Kahului was the single state House district Mufi Hannemann claimed in his losing bid to Tulsi Gabbard in Saturday's Democratic primary race for the 2nd Congressional District, according to a geographical analysis of voter results.
Hannemann bested Gabbard by a margin of 50.9 percent to 43.2 percent in Maui's state House District 9 - which includes Kahului, Wailuku and Puunene.
Gabbard dominated the remaining 26 House districts that make up the 2nd Congressional District, which covers all of the Neighbor Islands and rural Oahu.
Former Honolulu Mayor Mufi Hannemann leaves the University of Hawaii Maui College studios and heads for the ILWU headquarters Saturday night. Hannemann lost to Honolulu City Council Member Tulsi Gabbard in the Democratic primary for the 2nd Congressional seat.
The Maui News MATTHEW THAYER photo
Overall, Gabbard easily won the primary with 54 percent of the vote, or 62,869 votes, to Hannemann's 33.6 percent, or 39,169 votes, statewide.
Hannemann's popularity with Central Maui voters could explain why the former Honolulu mayor and his wife, Gail, chose to spend Saturday afternoon sign-waving in Kahului near the intersection of Kuihelani Highway and South Puunene Avenue. Hannemann later spent most of the evening at the Maui headquarters of the International Longshore Workers Union in Wailuku before flying back to Oahu to watch the election results play out.
Hannemann's campaign manager, Justin Gruentein, previously an executive assistant to former Maui County Mayor Charmaine Tavares, did not return requests for comment.
Among Maui's six House districts, Gabbard did best in South Maui's District 11, with 58.9 percent of those votes. (The breakdown of votes by district includes absentee ballots counted in the precinct where the voter lives.)
Among the 27 voting House districts, Gabbard had the highest percentage of votes in Kaneohe Bay and Kailua on Oahu, with 66 percent of votes in District 50.
Gabbard will move on to face Republican David Kawika Crowley in November's general election to fill the seat vacated by U.S. Rep. Mazie Hirono.
Hirono, meanwhile, defeated Ed Case in the Democratic primary race for U.S. Senate.
She, too, fared best - in terms of percentage - in the Kahului-Wailuku-Puunene state House district, according to an analysis of precinct votes.
Hirono got 75.8 percent of the vote to Case's 23 percent in Maui's state House District 9 - the largest margin she won among the state's 51 House districts. She performed second-best statewide in Maui's House District 8, which includes Wailuku, Waihee and Waikapu, with 71 percent of votes.
Hirono secured at least double the number of votes that Case received in five of Maui's six House districts.
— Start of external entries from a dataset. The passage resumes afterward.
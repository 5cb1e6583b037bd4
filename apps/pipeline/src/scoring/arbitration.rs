//! Arbitration Unit — selects one deterministic winner when multiple scorer
//! engines are run for the same record, and builds the size-bounded
//! comparison artifact persisted alongside the score.
//!
//! A hard-gate failure (clearance, citizenship, travel, location blockers) is
//! authoritative: a single gating engine wins outright, its Skip verdict
//! overriding any higher score from the other engine.

use serde_json::{json, Value};
use tracing::info;

use crate::scoring::engine::{EngineKind, RuntimeParams, ScoringResult};

/// Serialized artifact size cap in characters.
const MAX_ARTIFACT_LEN: usize = 90_000;

/// Keyword heuristic for engines without explicit gate signaling.
const GATE_KEYWORDS: [&str; 6] = [
    "clearance",
    "security clearance",
    "government",
    "travel",
    "relocation",
    "on-site",
];

/// Outcome of arbitrating a multi-engine run.
#[derive(Debug)]
pub struct AbComparison {
    /// Index into the results slice, in invocation order.
    pub winner: usize,
    /// Hard-gate flag per engine, same order as the results.
    pub gate_failures: Vec<bool>,
    /// Serialized, size-capped comparison artifact (sorted keys).
    pub artifact: String,
}

/// Detects whether an engine's result indicates a hard-gate failure.
///
/// Engines with explicit gate signaling: `debug.hard_gates_passed == false`,
/// or fit score 1 with non-empty `debug.hard_gate_fail_reasons`. Other
/// engines: fit score 1 co-occurring with gate keywords anywhere in the
/// combined gaps/needs-human-input text.
pub fn is_hard_gate_failure(result: &ScoringResult) -> bool {
    if result.engine.has_explicit_gates() {
        let debug = &result.raw["debug"];
        let gates_passed = debug["hard_gates_passed"].as_bool().unwrap_or(true);
        if !gates_passed {
            return true;
        }
        let fail_reasons = debug["hard_gate_fail_reasons"]
            .as_array()
            .map(|a| !a.is_empty())
            .unwrap_or(false);
        return result.fit_score == 1 && fail_reasons;
    }

    if result.fit_score != 1 {
        return false;
    }
    let combined = result
        .gaps_risks
        .iter()
        .chain(result.needs_human_input.iter())
        .map(String::as_str)
        .collect::<Vec<_>>()
        .join(" ")
        .to_lowercase();
    GATE_KEYWORDS.iter().any(|kw| combined.contains(kw))
}

/// Deterministic winner selection. No randomness:
/// 1. Any-but-not-all engines gate-fail: first gating engine wins.
/// 2. All gate-fail: the preferred engine if present, else the first.
/// 3. No gate failures: strictly highest fit score; exact ties prefer the
///    preferred engine.
pub fn select_winner(results: &[ScoringResult], gate_failures: &[bool]) -> usize {
    let failing: Vec<usize> = gate_failures
        .iter()
        .enumerate()
        .filter_map(|(i, f)| f.then_some(i))
        .collect();

    if !failing.is_empty() {
        if failing.len() == results.len() {
            return failing
                .iter()
                .copied()
                .find(|&i| results[i].engine == EngineKind::PREFERRED)
                .unwrap_or(failing[0]);
        }
        return failing[0];
    }

    let mut winner = 0;
    for (i, result) in results.iter().enumerate().skip(1) {
        if result.fit_score > results[winner].fit_score
            || (result.fit_score == results[winner].fit_score
                && result.engine == EngineKind::PREFERRED)
        {
            winner = i;
        }
    }
    winner
}

/// Runs the full arbitration: gate detection, winner selection, artifact.
/// `hashes` pairs each engine name with its prompt-content hash.
pub fn arbitrate(
    results: &[ScoringResult],
    hashes: &[(String, String)],
    runtime: &RuntimeParams,
) -> AbComparison {
    let gate_failures: Vec<bool> = results.iter().map(is_hard_gate_failure).collect();
    let winner = select_winner(results, &gate_failures);
    let artifact = build_artifact(results, hashes, winner, runtime);

    info!(
        "AB_COMPARE engines={} winner={}",
        results
            .iter()
            .map(|r| r.engine.name())
            .collect::<Vec<_>>()
            .join(","),
        results[winner].engine.name()
    );

    AbComparison {
        winner,
        gate_failures,
        artifact,
    }
}

/// Serializes all engines' full results plus winner, hashes, and runtime
/// metadata. Keys are sorted (serde_json's default map ordering) for
/// determinism. Over-cap artifacts are truncated in two stages: strip the
/// debug sub-object from every non-winner, then collapse to winner-only.
fn build_artifact(
    results: &[ScoringResult],
    hashes: &[(String, String)],
    winner: usize,
    runtime: &RuntimeParams,
) -> String {
    let winner_name = results[winner].engine.name();

    let mut engines = serde_json::Map::new();
    for result in results {
        engines.insert(result.engine.name().to_string(), result.raw.clone());
    }

    let hash_map: serde_json::Map<String, Value> = hashes
        .iter()
        .map(|(name, hash)| (name.clone(), Value::String(hash.clone())))
        .collect();

    let runtime_obj = json!({
        "model": runtime.model,
        "temperature": runtime.temperature,
        "timestamp_utc": chrono::Utc::now().to_rfc3339(),
    });

    let mut output = json!({
        "engines": engines,
        "winner": winner_name,
        "winner_fit_score": results[winner].fit_score,
        "winner_next_action": results[winner].next_action.as_str(),
        "hashes": hash_map,
        "runtime": runtime_obj,
    });

    let serialized = output.to_string();
    if serialized.len() <= MAX_ARTIFACT_LEN {
        return serialized;
    }

    // Stage 1: drop debug payloads from non-winning engines
    output["TRUNCATED"] = json!(true);
    output["TRUNCATED_REASON"] = json!(format!(
        "JSON size {} exceeded max {MAX_ARTIFACT_LEN}",
        serialized.len()
    ));
    if let Some(engines) = output["engines"].as_object_mut() {
        for (name, entry) in engines.iter_mut() {
            if name != winner_name {
                if let Some(obj) = entry.as_object_mut() {
                    obj.remove("debug");
                }
            }
        }
    }

    let serialized = output.to_string();
    if serialized.len() <= MAX_ARTIFACT_LEN {
        return serialized;
    }

    // Stage 2: keep only the winner's full result
    json!({
        "engines": { winner_name: output["engines"][winner_name] },
        "winner": winner_name,
        "hashes": output["hashes"],
        "runtime": output["runtime"],
        "TRUNCATED": true,
        "TRUNCATED_REASON": "Aggressive truncation: kept only winner engine",
    })
    .to_string()
}

#[cfg(test)]
mod tests {
    use super::*;
    use crate::scoring::engine::{Confidence, NextAction};
    use serde_json::json;

    fn result(
        engine: EngineKind,
        fit_score: u8,
        gaps_risks: Vec<&str>,
        raw: Value,
    ) -> ScoringResult {
        ScoringResult {
            engine,
            fit_score,
            next_action: NextAction::from_fit_score(fit_score),
            fit_reasons: vec![],
            gaps_risks: gaps_risks.into_iter().map(String::from).collect(),
            needs_human_input: vec![],
            confidence: Confidence::Unknown,
            raw,
        }
    }

    fn runtime() -> RuntimeParams {
        RuntimeParams {
            creativity_dial: 0.7,
            model: "test-model".into(),
            temperature: 0.7,
            run_id: "RUN_TEST".into(),
        }
    }

    #[test]
    fn test_explicit_gates_not_passed_is_failure() {
        let r = result(
            EngineKind::PrecisionV1,
            3,
            vec![],
            json!({"debug": {"hard_gates_passed": false, "hard_gate_fail_reasons": []}}),
        );
        assert!(is_hard_gate_failure(&r));
    }

    #[test]
    fn test_explicit_score_one_with_fail_reasons_is_failure() {
        let r = result(
            EngineKind::PrecisionV1,
            1,
            vec![],
            json!({"debug": {"hard_gates_passed": true, "hard_gate_fail_reasons": ["TS/SCI required"]}}),
        );
        assert!(is_hard_gate_failure(&r));
    }

    #[test]
    fn test_explicit_gates_passed_is_not_failure() {
        let r = result(
            EngineKind::PrecisionV1,
            1,
            vec![],
            json!({"debug": {"hard_gates_passed": true, "hard_gate_fail_reasons": []}}),
        );
        assert!(!is_hard_gate_failure(&r));
    }

    #[test]
    fn test_heuristic_score_one_with_clearance_keyword() {
        let r = result(
            EngineKind::V1,
            1,
            vec!["Requires active security clearance"],
            json!({}),
        );
        assert!(is_hard_gate_failure(&r));
    }

    #[test]
    fn test_heuristic_score_one_without_gate_keywords() {
        let r = result(EngineKind::V1, 1, vec!["Wrong tech stack"], json!({}));
        assert!(!is_hard_gate_failure(&r));
    }

    #[test]
    fn test_heuristic_high_score_with_keywords_is_not_failure() {
        let r = result(
            EngineKind::V1,
            4,
            vec!["Some travel expected"],
            json!({}),
        );
        assert!(!is_hard_gate_failure(&r));
    }

    #[test]
    fn test_gating_engine_beats_higher_score() {
        let a = result(EngineKind::PrecisionV1, 4, vec![], json!({"debug": {}}));
        let b = result(
            EngineKind::V1,
            1,
            vec!["clearance required for this role"],
            json!({}),
        );
        let results = vec![a, b];
        let comparison = arbitrate(&results, &[], &runtime());
        assert_eq!(comparison.winner, 1);
        assert_eq!(results[comparison.winner].next_action, NextAction::Skip);
        assert_eq!(comparison.gate_failures, vec![false, true]);
    }

    #[test]
    fn test_all_gating_prefers_preferred_engine() {
        let a = result(
            EngineKind::V1,
            1,
            vec!["government clearance needed"],
            json!({}),
        );
        let b = result(
            EngineKind::PrecisionV1,
            1,
            vec![],
            json!({"debug": {"hard_gates_passed": false}}),
        );
        let results = vec![a, b];
        let gate_failures: Vec<bool> = results.iter().map(is_hard_gate_failure).collect();
        assert_eq!(select_winner(&results, &gate_failures), 1);
    }

    #[test]
    fn test_no_gates_highest_score_wins() {
        let a = result(EngineKind::V1, 4, vec![], json!({}));
        let b = result(EngineKind::PrecisionV1, 3, vec![], json!({"debug": {}}));
        let results = vec![a, b];
        assert_eq!(select_winner(&results, &[false, false]), 0);
    }

    #[test]
    fn test_exact_tie_prefers_preferred_engine() {
        let a = result(EngineKind::V1, 3, vec![], json!({}));
        let b = result(EngineKind::PrecisionV1, 3, vec![], json!({"debug": {}}));
        let results = vec![a, b];
        assert_eq!(select_winner(&results, &[false, false]), 1);
    }

    #[test]
    fn test_artifact_contains_winner_and_hashes() {
        let a = result(EngineKind::V1, 4, vec![], json!({"fit_score": 4}));
        let b = result(EngineKind::PrecisionV1, 2, vec![], json!({"fit_score": 2, "debug": {}}));
        let hashes = vec![
            ("v1".to_string(), "aaaa".to_string()),
            ("precision_v1".to_string(), "bbbb".to_string()),
        ];
        let comparison = arbitrate(&[a, b], &hashes, &runtime());

        let parsed: Value = serde_json::from_str(&comparison.artifact).unwrap();
        assert_eq!(parsed["winner"], "v1");
        assert_eq!(parsed["winner_fit_score"], 4);
        assert_eq!(parsed["winner_next_action"], "Apply");
        assert_eq!(parsed["hashes"]["precision_v1"], "bbbb");
        assert_eq!(parsed["runtime"]["model"], "test-model");
        assert!(parsed.get("TRUNCATED").is_none());
    }

    #[test]
    fn test_oversized_artifact_strips_non_winner_debug() {
        let big_debug = "x".repeat(100_000);
        let a = result(
            EngineKind::V1,
            2,
            vec![],
            json!({"fit_score": 2, "debug": {"blob": big_debug}}),
        );
        let b = result(
            EngineKind::PrecisionV1,
            4,
            vec![],
            json!({"fit_score": 4, "debug": {}}),
        );
        let comparison = arbitrate(&[a, b], &[], &runtime());

        assert!(comparison.artifact.len() <= MAX_ARTIFACT_LEN);
        let parsed: Value = serde_json::from_str(&comparison.artifact).unwrap();
        assert_eq!(parsed["TRUNCATED"], true);
        assert_eq!(parsed["winner"], "precision_v1");
        // non-winner debug stripped, winner result intact
        assert!(parsed["engines"]["v1"].get("debug").is_none());
        assert_eq!(parsed["engines"]["precision_v1"]["fit_score"], 4);
    }

    #[test]
    fn test_grossly_oversized_artifact_collapses_to_winner_only() {
        let big = "x".repeat(95_000);
        let a = result(
            EngineKind::V1,
            2,
            vec![],
            json!({"fit_score": 2, "notes": big.clone(), "debug": {}}),
        );
        let b = result(
            EngineKind::PrecisionV1,
            4,
            vec![],
            json!({"fit_score": 4, "debug": {}}),
        );
        let comparison = arbitrate(&[a, b], &[], &runtime());

        let parsed: Value = serde_json::from_str(&comparison.artifact).unwrap();
        assert_eq!(parsed["TRUNCATED"], true);
        assert_eq!(
            parsed["TRUNCATED_REASON"],
            "Aggressive truncation: kept only winner engine"
        );
        assert!(parsed["engines"].get("v1").is_none());
        assert_eq!(parsed["engines"]["precision_v1"]["fit_score"], 4);
    }
}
Overall, Hirono beat Case by a margin of 56.8 percent to 40.3 percent statewide.
Hirono will face former Republican Gov. Linda Lingle, who won her primary with 90.2 percent of votes statewide. Lingle, well-known in Maui County for her past terms as mayor and a council member, got 88.7 percent of Republican votes cast in Maui County.
The hotly contested congressional races - and a few local races - were expected to help draw out more voters, but fewer than one-third of registered Maui County voters actually voted.
Maui County's voter turnout for this year's primary amounted to 30.6 percent, or just 25,702 of the 84,042 registered voters, according to the state Office of Elections.
That's down from the 34 percent voter turnout that Maui County recorded for the 2010 primary. That year, races for governor and Maui County mayor appeared on the ballot and likely attracted more voters.
Close to 17 percent of Maui's registered voters cast their ballots at the polls this year, while nearly 14 percent voted by absentee ballot or early walk-in voting.
Maui County Clerk Jeffrey Kuwada said Sunday that he hadn't had a chance yet to analyze the voter turnout numbers.
He said he was still recuperating from Saturday's primary and plans to look into which particular areas saw turnout drop off.
Statewide, elections officials had cited some concern over voter turnout potentially being impacted by the primary election being pushed up a month earlier as well as changes to some precincts due to redistricting.
Voter turnout statewide Saturday totaled 42.3 percent of the 687,500 registered voters in Hawaii, just slightly down from the 42.8 percent turnout seen for the 2010 primary election but up from the 36.9 percent who voted in the 2008 primary election.
Kuwada noted that Maui County typically sees higher voter turnout for general elections versus primaries.
Just under 50 percent of registered voters in Maui County voted in the 2010 general election, while 61.1 percent of county voters cast ballots in the 2008 general election.